Эх, может быть, успеет хоть что-то сделать.
***
Закат пылает огненной алой гроздью, вокруг синеет небо осенней рамой. Пастуший сын вбегает - но слишком поздно, лицо Софии белое, словно мрамор. Он падает, и ругается, и винится, коль не старик, он может, успел бы к сроку.
Его слеза стремительной белой птицей вдруг падает на ёё восковую щёку.
****
В тиши лесов поют об ушедшем лете, в деревне спать ложатся сегодня поздно. Не слушай, друг историй, рассказов, сплетен, послушай что-нибудь про вино и звезды, о том, как в октябре опадают клёны, о воине, ломающем все преграды...
Запомни лишь - в единой слезе влюбленных подчас бывает в сотни раз больше правды.
***
Пастуший сын сидит, допивает кофе. Играл так долго - даже поранил палец. А рядом с ним смеется пастушка Софья, негромко допевает последний танец.

Песня про Единорога

Я прошел сто тысяч сотен перевалов-переулков
Я узнал на вкус и запах неизвестности дорог.
Но однажды, где с лесами небосвод сходился гулко
Мне заросшую тропинку заступил единорог.
Оррэ, оррэ, белоснежный заступил единорог.

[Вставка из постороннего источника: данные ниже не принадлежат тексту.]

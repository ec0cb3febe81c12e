use mentorhub_common::{env_bool, env_parse, env_string, DatabaseConfig, JwtConfig, ServerConfig};
use serde::{Deserialize, Serialize};

pub use mentorhub_mailer::NotificationConfig;

pub const DEFAULT_PORT: u16 = 8004;

#[derive(Debug, Clone, Serialize, Deserialize)]
pub struct MeetingsConfig {
    pub server: ServerConfig,
    pub database: DatabaseConfig,
    pub jwt: JwtConfig,
    pub booking: BookingConfig,
    pub notifications: NotificationConfig,
    pub calendar: CalendarConfig,
}

#[derive(Debug, Clone, Serialize, Deserialize)]
pub struct BookingConfig {
    pub min_duration_minutes: i32,
    pub max_duration_minutes: i32,
    pub directory_page_size: u32,
    pub admin_page_size: u32,
    /// How many completed or cancelled sessions a mentee dashboard shows.
    pub history_limit: usize,
}

impl Default for BookingConfig {
    fn default() -> Self {
        Self {
            min_duration_minutes: 30,
            max_duration_minutes: 180,
            directory_page_size: 12,
            admin_page_size: 20,
            history_limit: 10,
        }
    }
}

#[derive(Debug, Clone, Serialize, Deserialize)]
pub struct CalendarConfig {
    pub enable_google_calendar: bool,
    pub calendar_id: String,
    /// Pre-provisioned OAuth access token for the calendar API.
    pub access_token: Option<String>,
    pub api_base_url: String,
    pub timezone: String,
    pub request_timeout_secs: u64,
}

impl Default for CalendarConfig {
    fn default() -> Self {
        Self {
            enable_google_calendar: false,
            calendar_id: "primary".to_string(),
            access_token: None,
            api_base_url: "https://www.googleapis.com/calendar/v3".to_string(),
            timezone: "UTC".to_string(),
            request_timeout_secs: 10,
        }
    }
}

impl MeetingsConfig {
    pub fn from_env() -> Self {
        let booking_defaults = BookingConfig::default();
        let calendar_defaults = CalendarConfig::default();

        Self {
            server: ServerConfig::from_env(DEFAULT_PORT),
            database: DatabaseConfig::from_env(),
            jwt: JwtConfig::from_env(),
            booking: BookingConfig {
                min_duration_minutes: env_parse("BOOKING_MIN_DURATION_MINUTES", booking_defaults.min_duration_minutes),
                max_duration_minutes: env_parse("BOOKING_MAX_DURATION_MINUTES", booking_defaults.max_duration_minutes),
                directory_page_size: env_parse("DIRECTORY_PAGE_SIZE", booking_defaults.directory_page_size),
                admin_page_size: env_parse("ADMIN_PAGE_SIZE", booking_defaults.admin_page_size),
                history_limit: env_parse("DASHBOARD_HISTORY_LIMIT", booking_defaults.history_limit),
            },
            notifications: NotificationConfig::from_env(),
            calendar: CalendarConfig {
                enable_google_calendar: env_bool("ENABLE_GOOGLE_CALENDAR", false),
                calendar_id: env_string("GOOGLE_CALENDAR_ID", &calendar_defaults.calendar_id),
                access_token: std::env::var("GOOGLE_CALENDAR_ACCESS_TOKEN")
                    .ok()
                    .filter(|token| !token.is_empty()),
                api_base_url: env_string("GOOGLE_CALENDAR_API_URL", &calendar_defaults.api_base_url),
                timezone: env_string("CALENDAR_TIMEZONE", &calendar_defaults.timezone),
                request_timeout_secs: env_parse("CALENDAR_TIMEOUT_SECS", calendar_defaults.request_timeout_secs),
            },
        }
    }
}

#[cfg(test)]
mod tests {
    use super::*;

    #[test]
    fn booking_defaults_match_the_published_limits() {
        let booking = BookingConfig::default();
        assert_eq!(booking.min_duration_minutes, 30);
        assert_eq!(booking.max_duration_minutes, 180);
        assert_eq!(booking.directory_page_size, 12);
        assert_eq!(booking.admin_page_size, 20);
    }

    #[test]
    fn integrations_are_off_unless_enabled() {
        assert!(!NotificationConfig::default().enable_email_notifications);
        assert!(!CalendarConfig::default().enable_google_calendar);
        assert!(CalendarConfig::default().access_token.is_none());
    }
}
//! Meeting links for confirmed sessions.
//!
//! A calendar provider is asked first; when it reports itself unavailable the
//! link is derived from a SHA-256 digest of the session's participants and
//! slot, so regenerating it for the same session yields the same URL.

use std::sync::Arc;
use std::time::Duration;

use async_trait::async_trait;
use chrono::{Duration as ChronoDuration, NaiveDateTime, Utc};
use serde::Deserialize;
use serde_json::json;
use sha2::{Digest, Sha256};
use thiserror::Error;
use uuid::Uuid;

use mentorhub_common::AppError;

use crate::config::CalendarConfig;
use crate::models::{MentorProfile, Session, UserContact};

#[derive(Debug, Error)]
pub enum CalendarError {
    /// The integration cannot serve this request; callers fall back.
    #[error("calendar unavailable: {0}")]
    Unavailable(String),

    /// The event we built is malformed.
    #[error("invalid calendar request: {0}")]
    InvalidRequest(String),
}

#[derive(Debug, Clone, PartialEq)]
pub struct ConferenceRequest {
    pub session_id: Uuid,
    pub summary: String,
    pub description: String,
    pub start: NaiveDateTime,
    pub end: NaiveDateTime,
    pub timezone: String,
    pub attendees: Vec<String>,
}

impl ConferenceRequest {
    pub fn for_session(
        session: &Session,
        mentor: &MentorProfile,
        participants: &[Option<&UserContact>],
        timezone: &str,
    ) -> Self {
        let start = session.starts_at();
        let attendees = participants
            .iter()
            .flatten()
            .filter(|contact| contact.has_email())
            .map(|contact| contact.email.clone())
            .collect();

        let mut description = format!(
            "Mentorship session booked through MentorHub.\nDuration: {} minutes",
            session.duration_minutes
        );
        if let Some(notes) = session.meeting_notes.as_deref().filter(|n| !n.is_empty()) {
            description.push_str("\n\n");
            description.push_str(notes);
        }

        Self {
            session_id: session.id,
            summary: format!("Mentorship session with {}", mentor.full_name),
            description,
            start,
            end: start + ChronoDuration::minutes(i64::from(session.duration_minutes)),
            timezone: timezone.to_string(),
            attendees,
        }
    }

    fn validate(&self) -> Result<(), CalendarError> {
        if self.summary.trim().is_empty() {
            return Err(CalendarError::InvalidRequest("event summary is empty".to_string()));
        }
        if self.end <= self.start {
            return Err(CalendarError::InvalidRequest(format!(
                "event ends at {} before it starts at {}",
                self.end, self.start
            )));
        }
        Ok(())
    }
}

#[derive(Debug, Clone, PartialEq, Eq)]
pub struct ConferenceEvent {
    pub event_id: String,
    pub video_uri: String,
}

#[async_trait]
pub trait ConferenceProvider: Send + Sync {
    async fn create_event(&self, request: &ConferenceRequest) -> Result<ConferenceEvent, CalendarError>;
}

pub struct DisabledProvider;

#[async_trait]
impl ConferenceProvider for DisabledProvider {
    async fn create_event(&self, _request: &ConferenceRequest) -> Result<ConferenceEvent, CalendarError> {
        Err(CalendarError::Unavailable("calendar integration is disabled".to_string()))
    }
}

/// Creates Google Calendar events with a Meet conference attached.
pub struct GoogleCalendarProvider {
    client: reqwest::Client,
    config: CalendarConfig,
}

#[derive(Debug, Deserialize)]
#[serde(rename_all = "camelCase")]
struct CalendarEventResponse {
    id: String,
    conference_data: Option<ConferenceData>,
}

#[derive(Debug, Deserialize)]
#[serde(rename_all = "camelCase")]
struct ConferenceData {
    #[serde(default)]
    entry_points: Vec<EntryPoint>,
}

#[derive(Debug, Deserialize)]
#[serde(rename_all = "camelCase")]
struct EntryPoint {
    entry_point_type: String,
    uri: String,
}

impl CalendarEventResponse {
    fn into_conference_event(self) -> Result<ConferenceEvent, CalendarError> {
        let video_uri = self
            .conference_data
            .into_iter()
            .flat_map(|data| data.entry_points)
            .find(|entry| entry.entry_point_type == "video" && !entry.uri.is_empty())
            .map(|entry| entry.uri)
            .ok_or_else(|| {
                CalendarError::Unavailable(format!("event {} has no video entry point", self.id))
            })?;

        Ok(ConferenceEvent {
            event_id: self.id,
            video_uri,
        })
    }
}

impl GoogleCalendarProvider {
    pub fn new(config: &CalendarConfig) -> Result<Self, AppError> {
        let client = reqwest::Client::builder()
            .timeout(Duration::from_secs(config.request_timeout_secs))
            .build()
            .map_err(|e| AppError::Internal(format!("Failed to build calendar client: {}", e)))?;

        Ok(Self {
            client,
            config: config.clone(),
        })
    }

    fn events_url(&self) -> String {
        format!(
            "{}/calendars/{}/events",
            self.config.api_base_url.trim_end_matches('/'),
            self.config.calendar_id
        )
    }

    fn event_body(request: &ConferenceRequest) -> serde_json::Value {
        let attendees: Vec<_> = request
            .attendees
            .iter()
            .map(|email| json!({ "email": email }))
            .collect();

        json!({
            "summary": request.summary,
            "description": request.description,
            "start": {
                "dateTime": request.start.format("%Y-%m-%dT%H:%M:%S").to_string(),
                "timeZone": request.timezone,
            },
            "end": {
                "dateTime": request.end.format("%Y-%m-%dT%H:%M:%S").to_string(),
                "timeZone": request.timezone,
            },
            "attendees": attendees,
            "conferenceData": {
                "createRequest": {
                    "requestId": format!("session-{}-{}", request.session_id, Utc::now().timestamp()),
                    "conferenceSolutionKey": { "type": "hangoutsMeet" },
                },
            },
        })
    }
}
pub mod config;
pub mod handlers;
pub mod models;
pub mod password_reset;
pub mod routes;
pub mod services;

use axum::Router;
use tower::ServiceBuilder;
use tower_http::trace::TraceLayer;

use mentorhub_common::{cors_layer, handler_404};

pub use services::AppState;

pub fn create_app(state: AppState) -> Router {
    let cors = cors_layer(&state.config.server);

    routes::create_routes()
        .layer(
            ServiceBuilder::new()
                .layer(TraceLayer::new_for_http())
                .layer(cors),
        )
        .with_state(state)
        .fallback(handler_404)
}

От меня, как от проказы, навсегда сбежала память
Я забыл родные песни, вкус колодезной воды
Я плясал под звездным небом, по ночам смотрел на пламя.
И меня дразнили, звали и вели его следы,
Оррэ, оррэ, черной ночью серебристые следы.

И с тех пор в моей котомке только тихий ветер свищет
И зарос бурьяном меч мой из тугого серебра
Перестук копыт хрустальных мне всё шепчет «не разыщешь!»
Никогда нас не разыщешь, милый, милый, глупый брат.
Оррэ, оррэ, не разыщешь в темноте нас, милый брат.

Через сотню тысяч сотен вёсен медленных и странных,
Там, где ландыш под копытом таял в снежную крупу
Я увидел, как навстречу мне идет какой-то странник.
И тряхнув жемчужной гривой, заступил ему тропу,
Оррэ, оррэ, исчезая, заступил ему тропу.